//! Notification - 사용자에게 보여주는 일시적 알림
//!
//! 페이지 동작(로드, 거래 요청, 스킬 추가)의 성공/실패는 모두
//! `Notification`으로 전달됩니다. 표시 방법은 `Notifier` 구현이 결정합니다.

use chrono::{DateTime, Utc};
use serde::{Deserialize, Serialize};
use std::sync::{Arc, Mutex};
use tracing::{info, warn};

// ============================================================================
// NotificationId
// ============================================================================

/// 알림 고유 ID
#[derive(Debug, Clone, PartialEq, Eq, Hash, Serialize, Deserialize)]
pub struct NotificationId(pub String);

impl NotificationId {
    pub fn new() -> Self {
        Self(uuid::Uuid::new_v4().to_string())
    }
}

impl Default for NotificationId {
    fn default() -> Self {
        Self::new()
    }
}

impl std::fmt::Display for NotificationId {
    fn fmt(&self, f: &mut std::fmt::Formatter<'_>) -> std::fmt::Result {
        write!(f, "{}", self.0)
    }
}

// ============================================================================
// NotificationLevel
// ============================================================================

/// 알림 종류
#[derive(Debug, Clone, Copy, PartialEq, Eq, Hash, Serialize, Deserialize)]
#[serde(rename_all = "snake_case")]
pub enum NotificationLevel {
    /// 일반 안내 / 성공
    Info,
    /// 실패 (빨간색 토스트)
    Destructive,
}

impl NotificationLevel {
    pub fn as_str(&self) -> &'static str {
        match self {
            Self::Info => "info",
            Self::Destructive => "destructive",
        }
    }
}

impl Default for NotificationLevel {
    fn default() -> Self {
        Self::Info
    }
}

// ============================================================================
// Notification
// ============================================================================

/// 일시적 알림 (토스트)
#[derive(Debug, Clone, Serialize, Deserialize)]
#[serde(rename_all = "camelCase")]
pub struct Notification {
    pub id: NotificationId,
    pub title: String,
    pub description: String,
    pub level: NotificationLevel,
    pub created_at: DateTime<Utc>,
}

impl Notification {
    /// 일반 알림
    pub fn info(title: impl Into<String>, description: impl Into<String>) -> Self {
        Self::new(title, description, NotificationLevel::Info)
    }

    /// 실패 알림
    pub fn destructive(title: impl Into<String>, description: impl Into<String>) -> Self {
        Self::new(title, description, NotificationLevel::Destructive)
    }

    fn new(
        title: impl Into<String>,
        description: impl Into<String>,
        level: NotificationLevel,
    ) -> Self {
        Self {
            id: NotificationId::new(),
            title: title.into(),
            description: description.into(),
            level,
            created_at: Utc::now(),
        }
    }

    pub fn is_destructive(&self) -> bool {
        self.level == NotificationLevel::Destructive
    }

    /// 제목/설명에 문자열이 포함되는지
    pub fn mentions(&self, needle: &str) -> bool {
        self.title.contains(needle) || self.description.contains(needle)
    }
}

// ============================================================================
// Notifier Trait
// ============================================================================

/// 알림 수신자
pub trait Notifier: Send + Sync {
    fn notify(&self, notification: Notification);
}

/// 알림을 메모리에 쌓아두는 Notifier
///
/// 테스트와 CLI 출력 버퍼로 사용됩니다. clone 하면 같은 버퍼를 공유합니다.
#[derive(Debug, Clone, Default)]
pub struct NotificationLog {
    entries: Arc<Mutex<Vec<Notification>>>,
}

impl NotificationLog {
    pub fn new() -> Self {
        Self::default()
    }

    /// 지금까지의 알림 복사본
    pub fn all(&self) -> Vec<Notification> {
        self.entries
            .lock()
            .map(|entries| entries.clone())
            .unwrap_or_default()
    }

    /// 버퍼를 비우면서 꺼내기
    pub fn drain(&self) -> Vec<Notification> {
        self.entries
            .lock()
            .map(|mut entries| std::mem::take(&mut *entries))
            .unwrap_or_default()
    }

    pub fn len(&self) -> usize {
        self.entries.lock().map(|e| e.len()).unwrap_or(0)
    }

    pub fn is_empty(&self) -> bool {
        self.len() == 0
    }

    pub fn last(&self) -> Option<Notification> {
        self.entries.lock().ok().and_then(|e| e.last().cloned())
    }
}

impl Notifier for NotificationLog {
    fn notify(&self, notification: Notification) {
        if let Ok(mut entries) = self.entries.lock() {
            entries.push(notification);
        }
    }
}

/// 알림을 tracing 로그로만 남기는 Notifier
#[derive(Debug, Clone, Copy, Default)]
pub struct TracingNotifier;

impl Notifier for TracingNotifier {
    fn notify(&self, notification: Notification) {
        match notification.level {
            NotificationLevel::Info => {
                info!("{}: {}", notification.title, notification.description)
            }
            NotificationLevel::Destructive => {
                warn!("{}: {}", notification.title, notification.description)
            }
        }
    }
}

• • • •

Return every line of the records in which the word "Debug" is found.

=== Response to this exercise ===
#[derive(Debug, Clone, PartialEq, Eq, Hash, Serialize, Deserialize)]
#[derive(Debug, Clone, Copy, PartialEq, Eq, Hash, Serialize, Deserialize)]
#[derive(Debug, Clone, Serialize, Deserialize)]
#[derive(Debug, Clone, Default)]
#[derive(Debug, Clone, Copy, Default)]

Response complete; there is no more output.